Matt Ridley explains the best improvement in living standards for us humans over a single decade is the decade that ends today, 12/31/19.
He explained his point from multiple directions on 12/21/19 in Spectator: We’ve just had the best decade in human history. Seriously.
A few of his points that caught my interest:
The rate of extreme poverty in the world has dropped from 60% when he was born to under 10% in this decade. If you ache to seek less people in dirt eating poverty that is a wonderful thing.
He also points out child mortality has hit a record low, famine is nearly gone, and the rate of malaria is dropping.
Yet another astounding factor he points out is that as everyone on the planet is enjoying more tangible things our consumption of inputs is dropping. Not just on a relative basis but on an absolute basis.

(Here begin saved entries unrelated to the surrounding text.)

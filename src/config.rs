//! Mount configuration and the optional TOML config file.

use crate::color::Rgb;
use crate::effects::EffectId;
use crate::error::EngineError;
use serde::{Deserialize, Serialize};
use std::path::Path;

/// What the host hands the engine on mount.
#[derive(Debug, Clone, PartialEq, Serialize, Deserialize)]
#[serde(default)]
pub struct MountConfig {
    /// Effect name. Kept raw so unknown names can degrade instead of failing to load.
    pub effect_type: String,
    /// Tint for effects without a fixed palette.
    pub primary_color: Rgb,
    /// Accepted and passed through; carries no behavior.
    #[serde(rename = "loop")]
    pub looping: bool,
    /// Reserved. Only full-viewport placement (`false`) is implemented.
    pub contained: bool,
}

impl Default for MountConfig {
    fn default() -> Self {
        Self {
            effect_type: EffectId::None.name().to_string(),
            primary_color: Rgb::WHITE,
            looping: true,
            contained: false,
        }
    }
}

impl MountConfig {
    pub fn new(effect: impl Into<String>) -> Self {
        Self {
            effect_type: effect.into(),
            ..Self::default()
        }
    }

    pub fn with_color(mut self, color: Rgb) -> Self {
        self.primary_color = color;
        self
    }

    /// The effect to run. Unknown names are logged and fall back to `none`.
    pub fn resolve_effect(&self) -> EffectId {
        self.effect_type.parse().unwrap_or_else(|err: EngineError| {
            log::warn!("{err}; showing no effect");
            EffectId::None
        })
    }
}

/// Settings that belong to the terminal host rather than the engine.
#[derive(Debug, Clone, PartialEq, Serialize, Deserialize)]
#[serde(default)]
pub struct HostSettings {
    /// Logical units per terminal pixel.
    pub scale: f32,
    pub background: Rgb,
}

impl HostSettings {
    /// Rejects settings the terminal back-end cannot honor.
    pub fn validate(&self) -> Result<(), EngineError> {
        if !(self.scale.is_finite() && self.scale > 0.0) {
            return Err(EngineError::InvalidScale(self.scale));
        }
        Ok(())
    }
}

impl Default for HostSettings {
    fn default() -> Self {
        Self {
            scale: 4.0,
            background: Rgb::BLACK,
        }
    }
}

/// Layout of a config file: mount keys at the top level, host keys under `[host]`.
#[derive(Debug, Clone, Default, PartialEq, Serialize, Deserialize)]
#[serde(default)]
pub struct ConfigFile {
    #[serde(flatten)]
    pub mount: MountConfig,
    pub host: HostSettings,
}

impl ConfigFile {
    pub fn load(path: &Path) -> Result<Self, EngineError> {
        let text = std::fs::read_to_string(path).map_err(|source| EngineError::ConfigRead {
            path: path.to_path_buf(),
            source,
        })?;
        Self::parse(&text)
    }

    pub fn parse(text: &str) -> Result<Self, EngineError> {
        let file: ConfigFile = toml::from_str(text)?;
        file.host.validate()?;
        Ok(file)
    }
}

#[cfg(test)]
mod tests {
    use super::*;

    #[test]
    fn defaults_are_inert() {
        let config = MountConfig::default();
        assert_eq!(config.resolve_effect(), EffectId::None);
        assert!(config.looping);
        assert!(!config.contained);
    }

    #[test]
    fn parses_full_file() {
        let file = ConfigFile::parse(
            r##"
            effect_type = "sparkles"
            primary_color = "#ffd700"
            loop = false

            [host]
            scale = 2.5
            background = "1a1b26"
            "##,
        )
        .unwrap();
        assert_eq!(file.mount.resolve_effect(), EffectId::Sparkles);
        assert_eq!(file.mount.primary_color, Rgb(0xff, 0xd7, 0x00));
        assert!(!file.mount.looping);
        assert_eq!(file.host.scale, 2.5);
        assert_eq!(file.host.background, Rgb(0x1a, 0x1b, 0x26));
    }

    #[test]
    fn unknown_effect_loads_and_degrades() {
        let file = ConfigFile::parse(r#"effect_type = "lava""#).unwrap();
        assert_eq!(file.mount.resolve_effect(), EffectId::None);
    }

    #[test]
    fn bad_color_is_a_parse_error() {
        let err = ConfigFile::parse(r#"primary_color = "red""#).unwrap_err();
        assert!(matches!(err, EngineError::ConfigParse(_)));
    }

    #[test]
    fn non_positive_scale_is_rejected() {
        for text in ["[host]\nscale = -3.0\n", "[host]\nscale = 0.0\n", "[host]\nscale = nan\n", "[host]\nscale = inf\n"] {
            let err = ConfigFile::parse(text).unwrap_err();
            assert!(matches!(err, EngineError::InvalidScale(_)), "{text:?} gave {err}");
        }
        assert!(HostSettings::default().validate().is_ok());
        assert_eq!(ConfigFile::parse("[host]\nscale = 0.5\n").unwrap().host.scale, 0.5);
    }

    #[test]
    fn missing_file_reports_path() {
        let err = ConfigFile::load(Path::new("/nonexistent/overlay.toml")).unwrap_err();
        assert!(err.to_string().contains("/nonexistent/overlay.toml"));
    }
}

That means as everyone is getting better off and using more things the inputs to those things is in decline. In other words we are becoming dramatically more efficient in our use of natural resources.
As one example he cites a mobile phone. Consider what products you no longer need if you use a smart phone.
He points out you can do without a camera, radio, map, calendar, watch, CD player, and newspaper. I will go further and point out you don’t need a camcorder, typewriter, alarm clock, or magazines. You don’t need to develop and print all those photographs you took.
Consider books. I do a lot of reading. In the last decade or so I have decreased the portion of books read on paper by probably 90%. Currently I typically only buy a printed book when it is not available in electronic format.
Agriculture technology has continued its astounding improvement in productivity. One cited researcher calculates that to produce a given amount of food, farmers are using 65% less land than 50 years ago. That is on top of the productivity improvements realized in the previous 50 years. Astounding.
The same researcher points out that “reasonably wealthy countries” are maintaining or increasing the amount of forest land and the density of forests. With prosperity comes more trees.
He makes a prediction for the next decade. He thinks that at the end of 2029, we will have
…less child mortality, less land devoted to agriculture in the world. There will be more tigers, whales, forests and nature reserves.
He points continual improvement is not guaranteed. Many policies in public discussion today would stop those improvements and make us poorer, increase poverty, and increase consumption of resources. Let’s don’t do that, okay?
Innovation, property rights, political freedom, and economic freedom are the ways to see the 2020s top the 2010s as the best decade ever.